USB Tricks
Your CircuitPython board is not just a USB drive. Plug it into a computer and it can introduce itself as a keyboard, a mouse, a MIDI instrument, a gamepad, or several of those at once. The operating system sees it as a real hardware device — no driver installation required. This capability is called USB HID, short for Human Interface Device, and it opens up a category of projects that most people assume requires specialized hardware.
What is USB HID?
When you plug a keyboard or mouse into a computer, the OS loads a generic HID driver that speaks a standard protocol. Any device that speaks that same protocol gets recognized automatically. CircuitPython boards with native USB can do exactly that — they enumerate as HID devices right alongside your regular peripherals.
The library that makes this possible is adafruit_hid. It ships with pre-built classes
for the most common device types, and for advanced use you can define your own report
descriptor to create something entirely new.
Which boards support this?
USB HID requires native USB — meaning the microcontroller itself handles USB, not a separate chip. All of the following boards work:
| Board | USB HID | Notes |
|---|---|---|
| Trinket M0 | Yes | Small, affordable, great starter board |
| Feather M0 Express | Yes | Breadboard-friendly form factor |
| Feather M4 Express | Yes | Faster SAMD51, more RAM |
| Circuit Playground Express | Yes | Built-in buttons make wiring optional |
| Circuit Playground Bluefruit | Yes | Also supports BLE HID |
| ItsyBitsy M0 / M4 | Yes | Compact, strong pin count |
| RP2040 boards (Feather, KB2040, etc.) | Yes | Fast dual-core processor |
| Grand Central M4 | Yes | Many analog inputs — great for MIDI |
Boards that do NOT support USB HID
The ESP32-based boards (Feather ESP32-S2 and S3 are exceptions — they have native USB; the classic ESP32 does not). Metro M0/M4 and Arduino-style boards vary — check the board's CircuitPython page on circuitpython.org to confirm.
What can you build?
Keyboard and macro pads
Send any keystroke or key combination from a button press, a sensor reading, or a timer. Common uses: shortcut launchers, accessibility devices, streaming control panels, prank keyboards.
Mouse control
Move the cursor, click buttons, and scroll — from a joystick, an accelerometer, a distance sensor, or anything else you can read in CircuitPython.
MIDI instruments
Your board appears as a USB MIDI device in GarageBand, Ableton, Logic, or any DAW. Knobs become CC controllers, buttons become note triggers, sensors become expressive performance tools.

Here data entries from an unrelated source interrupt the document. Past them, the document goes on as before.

/// Statistics about the HNSW index
#[derive(Debug, Clone, Serialize)]
pub struct HnswStats {
    /// Total number of vectors
    pub num_vectors: usize,
    /// Maximum level in the hierarchy
    pub max_level: usize,
    /// Number of nodes at each level
    pub nodes_per_level: Vec<usize>,
    /// Total number of directed edges in the graph
    pub total_edges: usize,
    /// Average out-degree summed over layers
    pub avg_degree: f64,
}

impl RetrievalIndex for HnswIndex {
    fn dimension(&self) -> usize {
        self.dimension
    }

    fn len(&self) -> usize {
        self.nodes.len()
    }

    fn add(&mut self, vector: &[f32]) -> Result<usize> {
        self.insert(vector)
    }

    fn query_top_k(&self, query: &[f32], k: usize) -> Result<Vec<SearchResult>> {
        Ok(self
            .search(query, k)?
            .into_iter()
            .map(|(position, distance)| SearchResult { position, distance })
            .collect())
    }

    fn reconstruct(&self, position: usize) -> Result<&[f32]> {
        HnswIndex::reconstruct(self, position)
    }
}

#[cfg(test)]
mod tests {
    use super::*;

    fn random_vectors(n: usize, dim: usize, seed: u64) -> Vec<Vec<f32>> {
        let mut rng = StdRng::seed_from_u64(seed);
        (0..n)
            .map(|_| (0..dim).map(|_| rng.gen::<f32>()).collect())
            .collect()
    }

    #[test]
    fn test_hnsw_basic() {
        let mut index = HnswIndex::new(2, HnswConfig::default()).unwrap();

        index.insert(&[0.0, 0.0]).unwrap();
        index.insert(&[5.0, 5.0]).unwrap();
        index.insert(&[10.0, 10.0]).unwrap();

        assert_eq!(index.len(), 3);

        let results = index.search(&[0.1, 0.1], 2).unwrap();
        assert_eq!(results.len(), 2);
        assert_eq!(results[0].0, 0);
        assert_eq!(results[1].0, 1);
    }

    #[test]
    fn test_hnsw_empty() {
        let index = HnswIndex::new(4, HnswConfig::default()).unwrap();
        let err = index.search(&[0.0; 4], 5).unwrap_err();
        assert!(matches!(err, IndexError::EmptyIndex));
    }

    #[test]
    fn test_hnsw_single_element() {
        let mut index = HnswIndex::new(3, HnswConfig::default()).unwrap();
        let pos = index.insert(&[1.0, 2.0, 3.0]).unwrap();
        assert_eq!(pos, 0);

        let results = index.search(&[1.0, 2.0, 3.0], 5).unwrap();
        assert_eq!(results, vec![(0, 0.0)]);
    }

    #[test]
    fn test_dimension_mismatch_leaves_index_untouched() {
        let mut index = HnswIndex::new(3, HnswConfig::default()).unwrap();
        index.insert(&[1.0, 2.0, 3.0]).unwrap();

        let err = index.insert(&[1.0, 2.0]).unwrap_err();
        assert!(matches!(
            err,
            IndexError::DimensionMismatch {
                expected: 3,
                actual: 2
            }
        ));
        assert_eq!(index.len(), 1);

        let err = index.search(&[1.0; 4], 1).unwrap_err();
        assert!(matches!(err, IndexError::DimensionMismatch { .. }));
    }

    #[test]
    fn test_positions_are_sequential() {
        let mut index = HnswIndex::new(8, HnswConfig::fast()).unwrap();
        for (i, v) in random_vectors(50, 8, 7).iter().enumerate() {
            assert_eq!(index.insert(v).unwrap(), i);
        }
    }

    #[test]
    fn test_reconstruct() {
        let mut index = HnswIndex::new(2, HnswConfig::default()).unwrap();
        index.insert(&[0.5, 0.25]).unwrap();
        assert_eq!(index.reconstruct(0).unwrap(), &[0.5, 0.25]);
        assert!(matches!(index.reconstruct(1), Err(IndexError::NotFound(1))));
    }

    #[test]
    fn test_ties_broken_by_position() {
        let mut index = HnswIndex::new(2, HnswConfig::default()).unwrap();
        index.insert(&[1.0, 1.0]).unwrap();
        index.insert(&[1.0, 1.0]).unwrap();
        index.insert(&[1.0, 1.0]).unwrap();

        let results = index.search(&[1.0, 1.0], 3).unwrap();
        let ids: Vec<usize> = results.iter().map(|r| r.0).collect();
        assert_eq!(ids, vec![0, 1, 2]);
    }

    #[test]
    fn test_degree_caps_respected() {
        let config = HnswConfig::default().with_m(4).with_ef_construction(32);
        let mut index = HnswIndex::new(6, config).unwrap();
        for v in random_vectors(300, 6, 11) {
            index.insert(&v).unwrap();
        }

        for id in 0..index.len() {
            assert!(index.neighbors(id, 0).unwrap().len() <= 8);
            for layer in 1..=index.node_level(id).unwrap() {
                assert!(index.neighbors(id, layer).unwrap().len() <= 4);
            }
        }
    }

    #[test]
    fn test_layer_zero_reachable_from_entry_point() {
        let config = HnswConfig::default().with_ef_construction(64);
        let mut index = HnswIndex::new(5, config).unwrap();
        for v in random_vectors(400, 5, 3) {
            index.insert(&v).unwrap();
        }

        let entry = index.entry_point().unwrap();
        let mut seen = HashSet::new();
        let mut stack = vec![entry];
        while let Some(id) = stack.pop() {
            if seen.insert(id) {
                stack.extend(index.neighbors(id, 0).unwrap().iter().copied());
            }
        }
        assert_eq!(seen.len(), index.len());
    }

    #[test]
    fn test_entry_point_on_top_layer() {
        let mut index = HnswIndex::new(4, HnswConfig::default().with_m(4)).unwrap();
        for v in random_vectors(200, 4, 5) {
            index.insert(&v).unwrap();
        }
        let entry = index.entry_point().unwrap();
        assert_eq!(index.node_level(entry).unwrap(), index.max_level());
    }

    #[test]
    fn test_hnsw_config_builders() {
        let fast = HnswConfig::fast();
        assert!(fast.m < HnswConfig::default().m);
        assert!(fast.ef_search < HnswConfig::default().ef_search);

        let accurate = HnswConfig::accurate();
        assert!(accurate.m > HnswConfig::default().m);
        assert!(accurate.ef_search > HnswConfig::default().ef_search);

        let custom = HnswConfig::default()
            .with_m(24)
            .with_ef_search(100)
            .with_ef_construction(300);
        assert_eq!(custom.m, 24);
        assert_eq!(custom.m_max0, 48);
        assert_eq!(custom.ef_search, 100);
        assert_eq!(custom.ef_construction, 300);
    }

    #[test]
    fn test_config_deserialize_derives_from_m() {
        let config: HnswConfig = serde_json::from_str(r#"{"m": 8}"#).unwrap();
        assert_eq!(config.m, 8);
        assert_eq!(config.m_max0, 16);
        assert!((config.ml - 1.0 / 8f64.ln()).abs() < 1e-12);
        assert_eq!(config.ef_search, HnswConfig::default().ef_search);

        let explicit: HnswConfig =
            serde_json::from_str(r#"{"m": 8, "m_max0": 40, "ml": 0.25}"#).unwrap();
        assert_eq!(explicit.m_max0, 40);
        assert_eq!(explicit.ml, 0.25);

        let empty: HnswConfig = serde_json::from_str("{}").unwrap();
        assert_eq!(empty, HnswConfig::default());
    }

    #[test]
    fn test_config_serde_round_trip() {
        let config = HnswConfig::fast().with_metric(DistanceMetric::Cosine);
        let json = serde_json::to_string(&config).unwrap();
        let parsed: HnswConfig = serde_json::from_str(&json).unwrap();
        assert_eq!(parsed, config);
    }

    #[test]
    fn test_config_validation() {
        assert!(HnswConfig::default().validate().is_ok());
        assert!(HnswConfig::default().with_m(1).validate().is_err());
        assert!(HnswConfig::default().with_ef_search(0).validate().is_err());
        assert!(HnswIndex::new(0, HnswConfig::default()).is_err());
    }

    #[test]
    fn test_hnsw_stats() {
        let mut index = HnswIndex::new(4, HnswConfig::fast()).unwrap();
        for v in random_vectors(20, 4, 9) {
            index.insert(&v).unwrap();
        }

        let stats = index.stats();
        assert_eq!(stats.num_vectors, 20);
        assert_eq!(stats.nodes_per_level[0], 20);
        assert!(stats.total_edges > 0);
        assert!(stats.avg_degree > 0.0);
        assert_eq!(index.layer_edges(0).len(), {
            (0..20).map(|i| index.neighbors(i, 0).unwrap().len()).sum::<usize>()
        });
    }
}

Gamepads and custom controllers
Define axes and buttons that map to a standard gamepad profile. Windows and macOS recognize it natively. Works in Unity, Godot, and most game engines.
Fully custom descriptors
At the hacker level, you write raw HID report descriptor bytes and define a device that does not exist yet — 6 axes, 64 buttons, proprietary data formats. The OS reads whatever you describe.
Progression
These projects build on each other. Start at the level that matches where you are.
Starter
Your Board as a Keyboard — Wire up one button. Press it
and your board types a phrase. You will understand USB HID and the adafruit_hid
library by the end.
Builder
Customizing USB Devices — Use boot.py to control
exactly what USB devices your board presents. Build a macropad with modifier keys,
media controls, and optional CIRCUITPY drive hiding.
USB MIDI Controller — Turn potentiometers into MIDI CC knobs. Any DAW sees your board as a USB MIDI device the moment you plug it in.
Hacker
Custom HID Device — Write a raw HID report descriptor in
boot.py and create a device with axes, buttons, and behavior the pre-built classes
do not cover.
How USB HID fits into the bigger picture
USB is just one transport. Many of these same ideas — sending keystrokes, controlling a DAW, acting as a game controller — can also run wirelessly over Bluetooth LE on boards that support it. Once you understand how HID works over USB, the BLE versions will make immediate sense. See the wireless section when you are ready to cut the cord.